## TASK OBJECTIVE
From the entries, copy each line that includes "datetime".

(DATA EXTRACT)

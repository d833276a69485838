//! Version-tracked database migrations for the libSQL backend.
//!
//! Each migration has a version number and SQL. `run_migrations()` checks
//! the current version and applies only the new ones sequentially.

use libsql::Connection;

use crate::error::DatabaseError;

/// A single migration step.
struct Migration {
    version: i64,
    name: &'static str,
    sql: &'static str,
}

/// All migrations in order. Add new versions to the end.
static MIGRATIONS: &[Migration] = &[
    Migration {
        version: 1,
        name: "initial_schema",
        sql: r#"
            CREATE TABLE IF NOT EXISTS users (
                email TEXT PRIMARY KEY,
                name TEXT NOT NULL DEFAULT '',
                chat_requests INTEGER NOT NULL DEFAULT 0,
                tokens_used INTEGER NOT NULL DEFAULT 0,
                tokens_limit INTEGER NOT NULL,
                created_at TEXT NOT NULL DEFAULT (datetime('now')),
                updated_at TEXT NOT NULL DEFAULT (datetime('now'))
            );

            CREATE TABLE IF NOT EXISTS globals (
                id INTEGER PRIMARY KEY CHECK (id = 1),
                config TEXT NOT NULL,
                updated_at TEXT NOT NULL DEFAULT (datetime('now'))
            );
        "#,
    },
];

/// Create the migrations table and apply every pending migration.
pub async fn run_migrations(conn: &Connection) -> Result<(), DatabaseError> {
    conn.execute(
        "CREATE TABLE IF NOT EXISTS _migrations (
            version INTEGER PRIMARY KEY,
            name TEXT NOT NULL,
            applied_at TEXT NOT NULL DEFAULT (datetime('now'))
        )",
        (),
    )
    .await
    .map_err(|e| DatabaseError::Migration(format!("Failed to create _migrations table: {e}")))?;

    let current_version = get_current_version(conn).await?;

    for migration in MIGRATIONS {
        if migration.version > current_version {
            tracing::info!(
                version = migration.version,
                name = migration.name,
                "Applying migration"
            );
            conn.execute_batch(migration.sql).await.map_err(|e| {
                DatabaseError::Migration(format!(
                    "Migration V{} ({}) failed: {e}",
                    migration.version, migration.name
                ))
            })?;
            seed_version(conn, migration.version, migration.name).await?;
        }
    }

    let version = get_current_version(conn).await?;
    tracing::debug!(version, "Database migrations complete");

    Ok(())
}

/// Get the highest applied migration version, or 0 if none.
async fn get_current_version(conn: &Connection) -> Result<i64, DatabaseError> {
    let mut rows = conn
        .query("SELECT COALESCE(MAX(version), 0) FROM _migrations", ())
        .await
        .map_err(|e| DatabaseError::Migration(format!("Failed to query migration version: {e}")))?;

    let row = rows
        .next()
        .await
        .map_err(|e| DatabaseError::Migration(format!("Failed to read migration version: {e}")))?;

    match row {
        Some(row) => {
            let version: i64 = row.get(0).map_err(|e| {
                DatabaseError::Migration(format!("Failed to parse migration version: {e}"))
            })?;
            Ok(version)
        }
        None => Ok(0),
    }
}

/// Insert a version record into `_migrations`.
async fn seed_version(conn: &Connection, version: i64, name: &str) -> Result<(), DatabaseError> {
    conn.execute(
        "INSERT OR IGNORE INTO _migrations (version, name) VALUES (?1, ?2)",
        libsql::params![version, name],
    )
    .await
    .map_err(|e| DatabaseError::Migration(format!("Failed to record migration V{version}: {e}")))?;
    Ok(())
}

(End DATA EXTRACT)

## ANSWER SECTION
                created_at TEXT NOT NULL DEFAULT (datetime('now')),
                updated_at TEXT NOT NULL DEFAULT (datetime('now'))
                updated_at TEXT NOT NULL DEFAULT (datetime('now'))
            applied_at TEXT NOT NULL DEFAULT (datetime('now'))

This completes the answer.